Problem requirements:
Determine how many lines in the entries below include the word "ErrorBody", and reply with that number alone.

Saved entries

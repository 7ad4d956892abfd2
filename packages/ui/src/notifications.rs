//! Transient notifications: success / error / warning / info messages that
//! close on click or after the configured timeout.

use std::time::Duration;

use dioxus::core::spawn_forever;
use dioxus::prelude::*;

#[derive(Clone, Copy, Debug, PartialEq, Eq)]
pub enum NotificationKind {
    Success,
    Error,
    Warning,
    Info,
}

impl NotificationKind {
    pub fn class(&self) -> &'static str {
        match self {
            NotificationKind::Success => "notification notification--success",
            NotificationKind::Error => "notification notification--error",
            NotificationKind::Warning => "notification notification--warning",
            NotificationKind::Info => "notification notification--info",
        }
    }
}

#[derive(Clone, Debug, PartialEq)]
pub struct Notification {
    pub id: u64,
    pub kind: NotificationKind,
    pub message: String,
}

/// The visible notification stack, newest last.
#[derive(Clone, Debug, PartialEq)]
pub struct Notifications {
    entries: Vec<Notification>,
    next_id: u64,
    timeout: Duration,
}

impl Default for Notifications {
    fn default() -> Self {
        Self::new(Duration::from_secs(5))
    }
}

impl Notifications {
    pub fn new(timeout: Duration) -> Self {
        Self {
            entries: Vec::new(),
            next_id: 0,
            timeout,
        }
    }

    pub fn entries(&self) -> &[Notification] {
        &self.entries
    }

    pub fn timeout(&self) -> Duration {
        self.timeout
    }

    pub fn push(&mut self, kind: NotificationKind, message: impl Into<String>) -> u64 {
        self.next_id += 1;
        self.entries.push(Notification {
            id: self.next_id,
            kind,
            message: message.into(),
        });
        self.next_id
    }

    /// Remove by id. Dismissing twice is harmless.
    pub fn dismiss(&mut self, id: u64) {
        self.entries.retain(|n| n.id != id);
    }
}

/// Handle for raising notifications from event handlers.
#[derive(Clone, Copy, PartialEq)]
pub struct Notifier(Signal<Notifications>);

impl Notifier {
    pub fn new(signal: Signal<Notifications>) -> Self {
        Self(signal)
    }

    pub fn signal(&self) -> Signal<Notifications> {
        self.0
    }

    /// Show a message and schedule its removal.
    pub fn notify(&self, kind: NotificationKind, message: impl Into<String>) {
        let mut signal = self.0;
        let message = message.into();
        match kind {
            NotificationKind::Error => tracing::warn!("{message}"),
            _ => tracing::debug!("{message}"),
        }
        let id = signal.write().push(kind, message);
        let timeout = signal.peek().timeout();
        spawn_forever(async move {
            crate::browser::sleep(timeout).await;
            signal.write().dismiss(id);
        });
    }

    pub fn success(&self, message: impl Into<String>) {
        self.notify(NotificationKind::Success, message);
    }

    pub fn error(&self, message: impl Into<String>) {
        self.notify(NotificationKind::Error, message);
    }

    pub fn warning(&self, message: impl Into<String>) {
        self.notify(NotificationKind::Warning, message);
    }

    pub fn info(&self, message: impl Into<String>) {
        self.notify(NotificationKind::Info, message);
    }

    pub fn dismiss(&self, id: u64) {
        let mut signal = self.0;
        signal.write().dismiss(id);
    }
}

pub fn use_notifier() -> Notifier {
    Notifier(use_context::<Signal<Notifications>>())
}

/// Renders the stack in the corner of the page.
#[component]
pub fn NotificationStack() -> Element {
    let notifier = use_notifier();
    let entries = notifier.signal().read().entries().to_vec();

    rsx! {
        div {
            class: "notification-stack",
            for entry in entries {
                div {
                    key: "{entry.id}",
                    class: entry.kind.class(),
                    span { class: "notification-message", "{entry.message}" }
                    button {
                        class: "notification-close",
                        onclick: move |_| notifier.dismiss(entry.id),
                        "×"
                    }
                }
            }
        }
    }
}

#[cfg(test)]
mod tests {
    use super::*;

    #[test]
    fn test_push_and_dismiss() {
        let mut stack = Notifications::new(Duration::from_secs(1));
        let a = stack.push(NotificationKind::Info, "one");
        let b = stack.push(NotificationKind::Error, "two");
        assert_ne!(a, b);
        assert_eq!(stack.entries().len(), 2);
        stack.dismiss(a);
        stack.dismiss(a);
        assert_eq!(stack.entries().len(), 1);
        assert_eq!(stack.entries()[0].message, "two");
        assert_eq!(stack.entries()[0].kind, NotificationKind::Error);
    }
}
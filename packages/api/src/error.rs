use serde::Deserialize;
use serde_json::Value;
use thiserror::Error;

/// Errors surfaced by [`ApiClient`](crate::ApiClient).
#[derive(Debug, Error)]
pub enum ApiError {
    /// The request never produced an HTTP response.
    #[error("network error: {0}")]
    Transport(#[from] reqwest::Error),

    /// Non-2xx response; `message` comes from the body's `detail`.
    #[error("{message}")]
    Status { status: u16, message: String },

    /// 422 response.
    #[error("Validation Error: {0}")]
    Validation(String),

    /// 2xx response whose body did not match the expected shape.
    #[error("unexpected response: {0}")]
    Decode(#[from] serde_json::Error),

    #[error("invalid URL: {0}")]
    InvalidUrl(String),

    /// A call that needs a session was made without a token.
    #[error("Please log in first")]
    NotLoggedIn,
}

impl ApiError {
    /// HTTP status, for errors that came from a response.
    pub fn status(&self) -> Option<u16> {
        match self {
            ApiError::Status { status, .. } => Some(*status),
            ApiError::Validation(_) => Some(422),
            _ => None,
        }
    }

    /// Build the error for a non-2xx response from its raw body.
    ///
    /// - unparsable body: `Unknown error`
    /// - 422 with a `detail` array: `loc.joined - msg` per entry, `; `-separated
    /// - otherwise `detail` when present, else `HTTP <status>`
    pub fn from_response(status: u16, body: &str) -> Self {
        let Ok(parsed) = serde_json::from_str::<ErrorBody>(body) else {
            return ApiError::Status {
                status,
                message: "Unknown error".to_string(),
            };
        };
        let detail = parsed.detail.filter(|d| !d.is_null());

        if status == 422 {
            match detail {
                Some(Value::Array(items)) => {
                    let joined = items
                        .iter()
                        .map(|item| {
                            serde_json::from_value::<FieldError>(item.clone())
                                .map(|f| f.to_string())
                                .unwrap_or_else(|_| item.to_string())
                        })
                        .collect::<Vec<_>>()
                        .join("; ");
                    return ApiError::Validation(joined);
                }
                Some(other) => return ApiError::Validation(detail_text(&other)),
                None => {}
            }
        }

        let message = match detail {
            Some(d) => detail_text(&d),
            None => format!("HTTP {status}"),
        };
        ApiError::Status { status, message }
    }
}

fn detail_text(value: &Value) -> String {
    match value {
        Value::String(s) => s.clone(),
        other => other.to_string(),
    }
}

#[derive(Debug, Deserialize)]
struct ErrorBody {
    #[serde(default)]
    detail: Option<Value>,
}

/// One entry of a 422 `detail` array.
#[derive(Debug, Deserialize)]
struct FieldError {
    #[serde(default)]
    loc: Vec<Value>,
    #[serde(default)]
    msg: String,
}

impl std::fmt::Display for FieldError {
    fn fmt(&self, f: &mut std::fmt::Formatter<'_>) -> std::fmt::Result {
        let loc = self
            .loc
            .iter()
            .map(detail_text)
            .collect::<Vec<_>>()
            .join(".");
        write!(f, "{loc} - {}", self.msg)
    }
}

#[cfg(test)]
mod tests {
    use super::*;

    #[test]
    fn test_validation_detail_array() {
        let body = r#"{"detail": [
            {"loc": ["body", "rating"], "msg": "field required"},
            {"loc": ["body", "tds", 0], "msg": "not a number"}
        ]}"#;
        let err = ApiError::from_response(422, body);
        assert_eq!(
            err.to_string(),
            "Validation Error: body.rating - field required; body.tds.0 - not a number"
        );
        assert_eq!(err.status(), Some(422));
    }

    #[test]
    fn test_validation_detail_string() {
        let err = ApiError::from_response(422, r#"{"detail": "bad email"}"#);
        assert_eq!(err.to_string(), "Validation Error: bad email");
    }

    #[test]
    fn test_detail_message_and_fallbacks() {
        let err = ApiError::from_response(401, r#"{"detail": "Invalid credentials"}"#);
        assert_eq!(err.to_string(), "Invalid credentials");
        assert_eq!(err.status(), Some(401));

        let err = ApiError::from_response(500, r#"{"error": "boom"}"#);
        assert_eq!(err.to_string(), "HTTP 500");

        let err = ApiError::from_response(502, "<html>Bad Gateway</html>");
        assert_eq!(err.to_string(), "Unknown error");
    }
}
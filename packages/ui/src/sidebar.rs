use api::FeedView;
use dioxus::prelude::*;

use crate::feed::TRENDING_WINDOWS;
use crate::icons::{FaBookmark, FaFire, FaHashtag, FaHouse, FaUserGroup};
use crate::session::use_session;
use crate::state::Action;
use crate::Icon;

#[component]
fn NavIcon(view: FeedView) -> Element {
    match view {
        FeedView::Feed => rsx! { Icon { icon: FaHouse, width: 14, height: 14 } },
        FeedView::Following => rsx! { Icon { icon: FaUserGroup, width: 14, height: 14 } },
        FeedView::Saved => rsx! { Icon { icon: FaBookmark, width: 14, height: 14 } },
        FeedView::Trending => rsx! { Icon { icon: FaFire, width: 14, height: 14 } },
        FeedView::Hashtag(_) => rsx! { Icon { icon: FaHashtag, width: 14, height: 14 } },
    }
}

/// Feed navigation, trending window filter, trending hashtags and recent activity.
#[component]
pub fn Sidebar() -> Element {
    let session = use_session();
    let state = session.state.read().clone();

    rsx! {
        aside {
            class: "sidebar",

            nav {
                class: "sidebar-nav",
                for view in FeedView::NAV {
                    button {
                        key: "{view}",
                        class: if state.is_active(&view) { "nav-item active" } else { "nav-item" },
                        onclick: {
                            let session = session.clone();
                            let view = view.clone();
                            move |_| session.dispatch(Action::SelectView(view.clone()))
                        },
                        NavIcon { view: view.clone() }
                        span { "{view.label()}" }
                    }
                }
            }

            if state.trending_filter_visible() {
                div {
                    class: "sidebar-section trending-filter",
                    h3 { "Trending window" }
                    div {
                        class: "trending-windows",
                        for days in TRENDING_WINDOWS {
                            button {
                                key: "{days}",
                                class: if state.feed.trending_days == days { "chip active" } else { "chip" },
                                onclick: {
                                    let session = session.clone();
                                    move |_| session.dispatch(Action::SetTrendingDays(days))
                                },
                                if days == 1 { "24 hours" } else { "{days} days" }
                            }
                        }
                    }
                }
            }

            div {
                class: "sidebar-section",
                h3 { "Trending hashtags" }
                if state.trending_tags.is_empty() {
                    p { class: "sidebar-empty", "No trending hashtags yet" }
                }
                ul {
                    class: "tag-list",
                    for tag in state.trending_tags.clone() {
                        li {
                            key: "{tag.tag}",
                            class: if state.is_active(&FeedView::Hashtag(tag.tag.clone())) { "tag active" } else { "tag" },
                            onclick: {
                                let session = session.clone();
                                let name = tag.tag.clone();
                                move |_| session.dispatch(Action::SelectView(FeedView::Hashtag(name.clone())))
                            },
                            span { "#{tag.tag}" }
                            span { class: "tag-count", "{tag.recent_count.unwrap_or(tag.usage_count)}" }
                        }
                    }
                }
            }

            div {
                class: "sidebar-section",
                h3 { "Recent activity" }
                if state.activity.is_empty() {
                    p { class: "sidebar-empty", "Nothing yet" }
                }
                ul {
                    class: "activity-list",
                    for (i, entry) in state.activity.iter().enumerate() {
                        li {
                            key: "{i}",
                            span { class: "activity-time", "{entry.timestamp}" }
                            span { "{entry.message}" }
                        }
                    }
                }
            }
        }
    }
}
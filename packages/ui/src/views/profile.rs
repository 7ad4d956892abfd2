use dioxus::prelude::*;

use crate::details::format_date;
use crate::session::use_session;
use crate::views::ModalOverlay;
use crate::Avatar;

/// Another user's profile with a follow/unfollow toggle. Callers key it by
/// `user_id` so switching users starts from a clean follow state.
#[component]
pub fn UserProfileView(user_id: String, on_close: EventHandler<()>) -> Element {
    let session = use_session();
    let mut following = use_signal(|| None::<bool>);
    let mut busy = use_signal(|| false);

    let profile = use_resource({
        let api = session.api.clone();
        let user_id = user_id.clone();
        move || {
            let api = api.clone();
            let id = user_id.clone();
            async move {
                api.user(&id).await.map_err(|e| {
                    tracing::error!("loading user {id}: {e}");
                    "Error loading profile".to_string()
                })
            }
        }
    });

    let is_self = session.state.read().user_id() == Some(user_id.as_str());

    let toggle_follow = {
        let session = session.clone();
        let user_id = user_id.clone();
        move |_| {
            let session = session.clone();
            let id = user_id.clone();
            spawn(async move {
                if !session.api.is_logged_in() {
                    session.notifier.warning("Please log in to follow users");
                    return;
                }
                busy.set(true);
                match session.api.toggle_follow(&id).await {
                    Ok(response) => {
                        following.set(Some(response.following));
                        let message = response.message.unwrap_or_else(|| {
                            if response.following { "Now following" } else { "Unfollowed" }.to_string()
                        });
                        session.record(message.clone());
                        session.notifier.success(message);
                    }
                    Err(e) => session.report("Error updating follow", &e),
                }
                busy.set(false);
            });
        }
    };

    let body = match &*profile.read() {
        None => rsx! { p { class: "feed-loading", "Loading profile..." } },
        Some(Err(message)) => rsx! { p { class: "feed-error", "{message}" } },
        Some(Ok(user)) => {
            let joined = user.created_at.as_deref().and_then(format_date);
            let label = match following() {
                Some(true) => "Unfollow",
                _ => "Follow",
            };
            rsx! {
                div {
                    class: "profile-header",
                    Avatar {
                        avatar_url: user.avatar_url.clone(),
                        full_name: user.full_name.clone(),
                        username: user.username.clone(),
                        class: "avatar avatar--large",
                    }
                    div {
                        h2 { "{user.display_name()}" }
                        if let Some(username) = &user.username {
                            p { class: "profile-username", "@{username}" }
                        }
                        if let Some(joined) = joined {
                            p { class: "recipe-date", "Joined {joined}" }
                        }
                    }
                }
                if let Some(bio) = &user.bio {
                    p { class: "profile-bio", "{bio}" }
                }
                if !is_self {
                    button {
                        class: "primary",
                        disabled: busy(),
                        onclick: toggle_follow,
                        "{label}"
                    }
                }
            }
        }
    };

    rsx! {
        ModalOverlay {
            on_close: move |_| on_close.call(()),
            div { class: "profile-panel", {body} }
        }
    }
}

Response for this exercise:
2